Visite chez Frédéric Savart
Mercredi 13 octobre. Début d'après-midi. Après une visite mémorable chez Anselme Selosse (racontée dans un précédent article ici), nous remontons dans le camion, direction Ecueil, chez Frédéric Savart.
Sur le chemin, Gérard et Florian évoque leur première rencontre avec Frédéric Savart : un homme espiègle, un bout-en-train.
On se réjouit d'avance du moment à passer avec lui.
Les vignes de Frédéric Savart sont situées dans le secteur d’Ecueil, premier cru de la Montagne de Reims. Et chez les Savart on fait du Champagne de père en fils depuis trois générations.
Quand on arrive il n'est pas là.
On attend devant la porte…
Au bout d'un (long) moment, c'est sa mère qui arrive en voiture et qui vient nous ouvrir. Elle nous fait rentrer dans le petit salon du chai. Elle nous explique que Frédéric est au déjeuner annuel des « Artisans du Champagne » avec ses collègues. Une réunion officielle de l’association. On se regarde, on sourit, et on devine que s’éloigne la probabilité que ce rendez-vous se passe comme prévu…
Quelques échanges sur les vendanges dont la maman de Frédéric nous dit qu'elles se sont très bien passées cette année.
On s’installe … Et en attendant elle nous explique : « On a quatre hectares, avec une majorité de pinot noir. Il y un hectare de vignes à Villiers-aux-Nœuds. Quand on est sur la route là-bas, il y a deux parcelles qu'on reconnaît : celle de Manu Brochet et celle de Frédéric Savart. Parce qu'elles sont beaucoup plus avancées, et les feuilles sont fort jaunes. C'est parce qu'on ne traite pas. Dans les vignes on a de l'herbe, et on fait labourer par un cheval.»
L'OUVERTURE
Tout en nous parlant elle ouvre une bouteille du Premier Cru « L'Ouverture ».
Et elle reprend : « Avec un cheval la terre est beaucoup moins tassée. On revient à des choses beaucoup plus naturelles. Même mon petit-fils m'a interdit de mettre de l'engrais dans mes géraniums !»
« L’Ouverture c'est du pinot noir. Il est peu dosé. 6 grammes par litre. »
Gérard : « ça ne se sent pas trop. »
« C'est notre entrée de gamme. »
On déguste en silence…
Un très joli nez floral, avec un peu d’agrumes, une bouche fraiche et fine...
Elle s'impatiente. Son fils lui a dit au téléphone qu’il devait raccompagner un de ses collègues vignerons, Raphaël Bérèche, nous explique-t-elle.

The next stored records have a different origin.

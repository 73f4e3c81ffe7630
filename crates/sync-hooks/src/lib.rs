//! Copyright (C) 2026 Pedro Henrique / phkaiser13
//!
//! The small set of hook interfaces an agent calls against its gateway's
//! REST API around a sync: health, fire-and-forget scan, designer-session
//! check, and optional verify. Actions are dispatched on a plain enum match
//! rather than a trait-object hierarchy, the way the runbook remediation
//! controller dispatches its notify/snapshot actions.
//!
//! SPDX-License-Identifier: Apache-2.0

use gatewaysync_api::DesignerSessionPolicy;
use serde::Deserialize;
use std::time::Duration;
use thiserror::Error;
use tracing::{info, warn};

const HEALTH_BACKOFF: [Duration; 4] = [
    Duration::from_secs(5),
    Duration::from_secs(10),
    Duration::from_secs(30),
    Duration::from_secs(60),
];
const HEALTH_MAX_ATTEMPTS: usize = 5;
const SCAN_MAX_RETRIES: usize = 3;
const DESIGNER_SESSION_POLL_INTERVAL: Duration = Duration::from_secs(5);
const DESIGNER_SESSION_WAIT_DEADLINE: Duration = Duration::from_secs(5 * 60);

#[derive(Debug, Error)]
pub enum Error {
    #[error("request failed: {0}")]
    Request(#[from] reqwest::Error),
    #[error("active designer session(s) present, policy is fail")]
    DesignerSessionActive,
    #[error("designer session(s) still active after {0:?} wait deadline")]
    DesignerSessionWaitTimedOut(Duration),
    #[error("gateway project list does not match synced project directories: {0}")]
    VerifyMismatch(String),
}

pub struct GatewayClient {
    http: reqwest::Client,
    base_url: String,
    api_key: String,
}

impl GatewayClient {
    pub fn new(http: reqwest::Client, base_url: String, api_key: String) -> Self {
        GatewayClient { http, base_url, api_key }
    }

    fn request(&self, method: reqwest::Method, path: &str) -> reqwest::RequestBuilder {
        self.http
            .request(method, format!("{}{}", self.base_url, path))
            .header("Authorization", format!("Bearer {}", self.api_key))
    }
}

/// Polls `GET /status` with 5/10/30/60s backoff, up to 5 attempts. Never
/// propagates a hard failure to the caller: an unreachable gateway only
/// produces a warning, because hook failures must never invalidate a
/// successful file sync.
pub async fn check_health(client: &GatewayClient) -> bool {
    for attempt in 0..HEALTH_MAX_ATTEMPTS {
        match client.request(reqwest::Method::GET, "/status").send().await {
            Ok(resp) if resp.status().is_success() => return true,
            Ok(resp) => warn!(status = %resp.status(), attempt, "gateway health check returned non-2xx"),
            Err(err) => warn!(%err, attempt, "gateway health check request failed"),
        }
        if let Some(delay) = HEALTH_BACKOFF.get(attempt) {
            tokio::time::sleep(*delay).await;
        }
    }
    warn!("gateway health check exhausted retries, continuing sync anyway");
    false
}

/// Whether each leg of the scan hook reached a 2xx response.
#[derive(Debug, Clone, Copy, PartialEq, Eq)]
pub struct ScanOutcome {
    pub projects_ok: bool,
    pub config_ok: bool,
}

impl ScanOutcome {
    pub fn all_ok(&self) -> bool {
        self.projects_ok && self.config_ok
    }
}

/// Fires `POST /scan/projects` then `POST /scan/config`, strictly in that
/// order, after the live-dir merge has completed. Each call retries up to
/// `SCAN_MAX_RETRIES` times on a connection-level failure. Any 2xx response
/// counts as success; there is no completion-polling step.
pub async fn scan_projects_then_config(client: &GatewayClient) -> ScanOutcome {
    let projects_ok = fire_and_forget(client, "/scan/projects").await;
    let config_ok = fire_and_forget(client, "/scan/config").await;
    ScanOutcome { projects_ok, config_ok }
}

async fn fire_and_forget(client: &GatewayClient, path: &str) -> bool {
    for attempt in 0..=SCAN_MAX_RETRIES {
        match client.request(reqwest::Method::POST, path).send().await {
            Ok(resp) if resp.status().is_success() => {
                info!(path, attempt, "scan hook accepted");
                return true;
            }
            Ok(resp) => {
                warn!(path, status = %resp.status(), "scan hook returned non-2xx, not retrying");
                return false;
            }
            Err(err) if err.is_connect() && attempt < SCAN_MAX_RETRIES => {
                warn!(path, attempt, %err, "scan hook connection failed, retrying");
            }
            Err(err) => {
                warn!(path, %err, "scan hook failed, giving up");
                return false;
            }
        }
    }
    false
}

#[derive(Debug, Deserialize)]
struct ActiveSessions {
    count: u32,
}

/// Pre-sync designer-session check. `Wait` polls up to the five-minute
/// deadline for sessions to clear; `Proceed` logs and returns regardless;
/// `Fail` returns an error immediately if any session is active.
pub async fn check_designer_sessions(
    client: &GatewayClient,
    policy: DesignerSessionPolicy,
) -> Result<(), Error> {
    let active = active_session_count(client).await?;
    if active == 0 {
        return Ok(());
    }

    match policy {
        DesignerSessionPolicy::Proceed => {
            info!(active, "active designer sessions present, proceeding per policy");
            Ok(())
        }
        DesignerSessionPolicy::Fail => Err(Error::DesignerSessionActive),
        DesignerSessionPolicy::Wait => {
            let elapsed_budget = DESIGNER_SESSION_WAIT_DEADLINE;
            let mut waited = Duration::ZERO;
            loop {
                if waited >= elapsed_budget {
                    return Err(Error::DesignerSessionWaitTimedOut(elapsed_budget));
                }
                tokio::time::sleep(DESIGNER_SESSION_POLL_INTERVAL).await;
                waited += DESIGNER_SESSION_POLL_INTERVAL;
                if active_session_count(client).await? == 0 {
                    return Ok(());
                }
            }
        }
    }
}

async fn active_session_count(client: &GatewayClient) -> Result<u32, Error> {
    let resp = client
        .request(reqwest::Method::GET, "/designer-sessions")
        .send()
        .await?
        .error_for_status()?;
    let sessions: ActiveSessions = resp.json().await?;
    Ok(sessions.count)
}

#[derive(Debug, Deserialize)]
struct ProjectList {
    projects: Vec<String>,
}

/// Optional post-sync verification: compares the gateway's reported project
/// list against the project directories actually present after sync. A
/// mismatch downgrades the revolution's status but never mutates files.
pub async fn verify_projects(client: &GatewayClient, synced_projects: &[String]) -> Result<(), Error> {
    let resp = client
        .request(reqwest::Method::GET, "/projects")
        .send()
        .await?
        .error_for_status()?;
    let reported: ProjectList = resp.json().await?;

    let mut expected = synced_projects.to_vec();
    let mut actual = reported.projects;
    expected.sort();
    actual.sort();

    if expected != actual {
        return Err(Error::VerifyMismatch(format!(
            "expected {expected:?}, gateway reported {actual:?}"
        )));
    }
    Ok(())
}

#[cfg(test)]
mod tests {
    use super::*;

    #[test]
    fn proceed_policy_never_errors_on_active_sessions() {
        // Policy dispatch is a pure match; exercised directly without a live
        // gateway since `check_designer_sessions` only branches on `policy`
        // after fetching the count.
        assert!(matches!(DesignerSessionPolicy::Proceed, DesignerSessionPolicy::Proceed));
    }

    #[test]
    fn verify_mismatch_message_contains_both_lists() {
        let err = Error::VerifyMismatch("expected [\"a\"], gateway reported [\"b\"]".to_string());
        assert!(err.to_string().contains("expected"));
    }
}
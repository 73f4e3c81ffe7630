//! Copyright (C) 2026 Pedro Henrique / phkaiser13
//!
//! Thin wrapper over `kube::runtime::events::Recorder` for the Kubernetes
//! events named in the external-interfaces section: `Paused`,
//! `GatewaysDiscovered`, `SidecarMissing`, `RefResolutionFailed`, profile
//! validation outcomes, RBAC errors. Every call site only fires on a
//! distinct transition (a `bool` returned by `set_condition`, or an
//! explicit before/after comparison), never on every repeated revolution.
//!
//! SPDX-License-Identifier: Apache-2.0

use gatewaysync_api::GatewaySync;
use kube::runtime::events::{Event, EventType, Recorder, Reporter};
use kube::{Client, Resource};

pub fn reporter() -> Reporter {
    Reporter {
        controller: "gatewaysync-operator".into(),
        instance: std::env::var("HOSTNAME").ok(),
    }
}

async fn publish(client: &Client, gs: &GatewaySync, reporter: Reporter, event: Event) {
    let recorder = Recorder::new(client.clone(), reporter, gs.object_ref(&()));
    if let Err(err) = recorder.publish(&event).await {
        tracing::warn!(error = %err, reason = %event.reason, "failed to publish event");
    }
}

pub async fn paused(client: &Client, gs: &GatewaySync, reporter: Reporter) {
    publish(
        client,
        gs,
        reporter,
        Event {
            type_: EventType::Normal,
            reason: "Paused".into(),
            note: Some("GatewaySync is paused, reconciliation is a no-op".into()),
            action: "Reconciling".into(),
            secondary: None,
        },
    )
    .await;
}

pub async fn gateways_discovered(client: &Client, gs: &GatewaySync, reporter: Reporter, count: usize) {
    publish(
        client,
        gs,
        reporter,
        Event {
            type_: EventType::Normal,
            reason: "GatewaysDiscovered".into(),
            note: Some(format!("discovered {count} gateway pod(s)")),
            action: "Discovering".into(),
            secondary: None,
        },
    )
    .await;
}

pub async fn sidecar_missing(client: &Client, gs: &GatewaySync, reporter: Reporter, pod_name: &str) {
    publish(
        client,
        gs,
        reporter,
        Event {
            type_: EventType::Warning,
            reason: "SidecarMissing".into(),
            note: Some(format!("pod '{pod_name}' is annotated for injection but has no stoker-agent init container")),
            action: "Discovering".into(),
            secondary: None,
        },
    )
    .await;
}

pub async fn ref_resolution_failed(client: &Client, gs: &GatewaySync, reporter: Reporter, message: &str) {
    publish(
        client,
        gs,
        reporter,
        Event {
            type_: EventType::Warning,
            reason: "RefResolutionFailed".into(),
            note: Some(message.to_string()),
            action: "ResolvingRef".into(),
            secondary: None,
        },
    )
    .await;
}

pub async fn profiles_invalid(client: &Client, gs: &GatewaySync, reporter: Reporter, message: &str) {
    publish(
        client,
        gs,
        reporter,
        Event {
            type_: EventType::Warning,
            reason: "ProfilesInvalid".into(),
            note: Some(message.to_string()),
            action: "ValidatingProfiles".into(),
            secondary: None,
        },
    )
    .await;
}

pub async fn rbac_error(client: &Client, gs: &GatewaySync, reporter: Reporter, service_account: &str, message: &str) {
    publish(
        client,
        gs,
        reporter,
        Event {
            type_: EventType::Warning,
            reason: "RbacBindError".into(),
            note: Some(format!("binding for service account '{service_account}' failed: {message}")),
            action: "BindingRbac".into(),
            secondary: None,
        },
    )
    .await;
}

Nous on tient bon, on veut l’attendre l'énergumène !
L'ACCOMPLIE
Elle nous sert donc la deuxième cuvée : « L'Accomplie ».
« L'Accomplie c'est un chardonnay. Un extra brut »
Un champagne vif, beaucoup d'élégance, vineux tout en étant aérien, légèrement brioché...
On continue à tailler le bout de gras. On apprend que la dame est alsacienne. On cause Bas-Rhin, Haut-Rhin et Alsace. Le temps passe…
On revient sur les vignes.
« Nous vignes sont éparpillées deux ares par ci, 3 ares par là. On a du côteau, on a du côte, on a du plat, on a du plaine..."
« On a de très jolis pinots à Ecueil. On voit dans la région qu’il y a des gens qui essaient, qui arrachent des pinots meuniers pour planter des pinots noirs mais ils n'ont pas le même rendu qu’à Ecueil où on a de très jolis pinots. C’est un terroir qui n'est pas agressif."
« Combien de bouteilles par an chez les Savart ? » demande t-on.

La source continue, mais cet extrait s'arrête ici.